====== Material for the task
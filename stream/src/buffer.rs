use std::collections::VecDeque;

use crate::types::Liquidation;

/// Fixed-capacity, most-recent-first store of decoded liquidations.
///
/// Arrival order is authoritative: retained elements keep insertion order
/// even when exchange timestamps arrive out of order. The buffer survives
/// reconnects and is reset only when the whole pipeline is restarted.
#[derive(Debug)]
pub struct RingBuffer {
    events: VecDeque<Liquidation>,
    capacity: usize,
}

impl RingBuffer {
    /// `capacity` must already be validated (`StreamConfig::validate`).
    pub fn new(capacity: usize) -> Self {
        Self {
            events: VecDeque::with_capacity(capacity + 1),
            capacity,
        }
    }

    /// Prepend `event`; evict from the tail until the bound holds.
    pub fn insert(&mut self, event: Liquidation) {
        self.events.push_front(event);
        while self.events.len() > self.capacity {
            self.events.pop_back();
        }
    }

    /// Most-recent-first view. Index 0 is always the latest insertion.
    pub fn snapshot(&self) -> Vec<Liquidation> {
        self.events.iter().cloned().collect()
    }
}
============
- _To do_:
Produce the whole listing again, exactly as it reads above.

- _Answer box_:
filename stream/src/buffer.rs
use std::collections::VecDeque;

use crate::types::Liquidation;

/// Fixed-capacity, most-recent-first store of decoded liquidations.
///
/// Arrival order is authoritative: retained elements keep insertion order
/// even when exchange timestamps arrive out of order. The buffer survives
/// reconnects and is reset only when the whole pipeline is restarted.
#[derive(Debug)]
pub struct RingBuffer {
    events: VecDeque<Liquidation>,
    capacity: usize,
}

impl RingBuffer {
    /// `capacity` must already be validated (`StreamConfig::validate`).
    pub fn new(capacity: usize) -> Self {
        Self {
            events: VecDeque::with_capacity(capacity + 1),
            capacity,
        }
    }

    /// Prepend `event`; evict from the tail until the bound holds.
    pub fn insert(&mut self, event: Liquidation) {
        self.events.push_front(event);
        while self.events.len() > self.capacity {
            self.events.pop_back();
        }
    }

    /// Most-recent-first view. Index 0 is always the latest insertion.
    pub fn snapshot(&self) -> Vec<Liquidation> {
        self.events.iter().cloned().collect()
    }
}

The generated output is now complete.